And there I was, back in the dark yet again.

Seeing is Believing

For something to truly work you have to believe in it first.

When the treatment for my POTS was failing miserably with just medication it was time to look at a more nontraditional treatment. My cardiologist recommended I go to a cranial osteopath to see if he could find anything wrong that could be causing my symptoms. When I say cranial osteopath you probably have no idea what I’m talking about, but a cranial osteopath studies the anatomy and physiology of the cranium and its inter-relationship with the body as a whole. In layman’s terms it is a certified OD who moves your skull around and changes the pressure going to and from your head. The complexity is truly amazing and when people are at an advantage to benefit the outcomes can be spectacular.

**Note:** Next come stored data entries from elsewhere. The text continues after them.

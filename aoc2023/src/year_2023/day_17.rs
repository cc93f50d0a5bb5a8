//! Day 17: Clumsy Crucible

use std::cmp::Reverse;
use std::collections::BinaryHeap;

use aoc_solver::{AocParser, ParseError, PartSolver, SolveError};
use aoc_solver_macros::AocSolver;
use tracing::debug;

#[derive(AocSolver)]
#[aoc_solver(max_parts = 2)]
pub struct Solver;

#[derive(Debug)]
pub struct City {
    heat_loss: Vec<Vec<u32>>,
    rows: usize,
    columns: usize,
}

impl City {
    /// Least heat loss from the top-left to the bottom-right block when the
    /// crucible moves `min_run..=max_run` blocks in a straight line between
    /// turns.
    ///
    /// Dijkstra over (block, axis of the last run): each state expands to
    /// every run length on the other axis, so "must turn" is implicit.
    pub fn least_heat_loss(&self, min_run: usize, max_run: usize) -> Option<u32> {
        // axis 0: last run was vertical, 1: horizontal
        let mut best = vec![[u32::MAX; 2]; self.rows * self.columns];
        let mut queue = BinaryHeap::new();
        for axis in 0..2 {
            best[0][axis] = 0;
            queue.push(Reverse((0u32, 0usize, 0usize, axis)));
        }

        while let Some(Reverse((cost, row, column, axis))) = queue.pop() {
            if (row, column) == (self.rows - 1, self.columns - 1) {
                return Some(cost);
            }
            if cost > best[row * self.columns + column][axis] {
                continue;
            }
            let next_axis = 1 - axis;
            for sign in [-1i64, 1] {
                let mut total = cost;
                for run in 1..=max_run as i64 {
                    let (r, c) = if next_axis == 0 {
                        (row as i64 + sign * run, column as i64)
                    } else {
                        (row as i64, column as i64 + sign * run)
                    };
                    if r < 0 || c < 0 || r >= self.rows as i64 || c >= self.columns as i64 {
                        break;
                    }
                    let (r, c) = (r as usize, c as usize);
                    total += self.heat_loss[r][c];
                    if (run as usize) < min_run {
                        continue;
                    }
                    let slot = &mut best[r * self.columns + c][next_axis];
                    if total < *slot {
                        *slot = total;
                        queue.push(Reverse((total, r, c, next_axis)));
                    }
                }
            }
        }
        None
    }
}

impl AocParser for Solver {
    type SharedData<'a> = City;

    fn parse<'a>(input: &'a str) -> Result<Self::SharedData<'a>, ParseError> {
        let heat_loss = input
            .lines()
            .enumerate()
            .filter(|(_, l)| !l.trim().is_empty())
            .map(|(i, l)| {
                l.trim()
                    .chars()
                    .map(|c| {
                        c.to_digit(10)
                            .ok_or_else(|| ParseError::at_line(i, format!("not a digit: {c:?}")))
                    })
                    .collect::<Result<Vec<u32>, _>>()
            })
            .collect::<Result<Vec<_>, _>>()?;
        let columns = heat_loss.first().map_or(0, Vec::len);
        if columns == 0 {
            return Err(ParseError::MissingData("empty map".to_string()));
        }
        if heat_loss.iter().any(|r| r.len() != columns) {
            return Err(ParseError::InvalidFormat("ragged map".to_string()));
        }
        Ok(City {
            rows: heat_loss.len(),
            columns,
            heat_loss,
        })
    }
}

fn answer(city: &City, min_run: usize, max_run: usize) -> Result<String, SolveError> {
    let loss = city
        .least_heat_loss(min_run, max_run)
        .ok_or_else(|| SolveError::NoSolution("factory is unreachable".to_string()))?;
    debug!(min_run, max_run, loss, "least heat loss");
    Ok(loss.to_string())
}

impl PartSolver<1> for Solver {
    fn solve(shared: &mut Self::SharedData<'_>) -> Result<String, SolveError> {
        answer(shared, 1, 3)
    }
}

impl PartSolver<2> for Solver {
    fn solve(shared: &mut Self::SharedData<'_>) -> Result<String, SolveError> {
        answer(shared, 4, 10)
    }
}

The first trip I was skeptical. The office music was much like a spa, relaxing yet strange when listening closely enough. For treatment I would go back and lay down on the table and close my eyes, knees bent to align my spine. The doctor would just slightly touch my head and move his hands around applying the lightest pressure possible. I couldn’t even call it a head massage since the pressure is sometimes hard to even feel. Here I was a teenager with a doctor seemingly doing nothing, and to my astonishment I could immediately feel a difference. The treatment sessions lasted anywhere from 15 minutes to a whole hour, depending on what he found. It was odd after the first few trips, my brain felt like the blood was actually moving and I had just drank 6 cups of coffee, but the next 24 to 48 hours I could feel pretty messed up. It was a sign my body was responding to treatment.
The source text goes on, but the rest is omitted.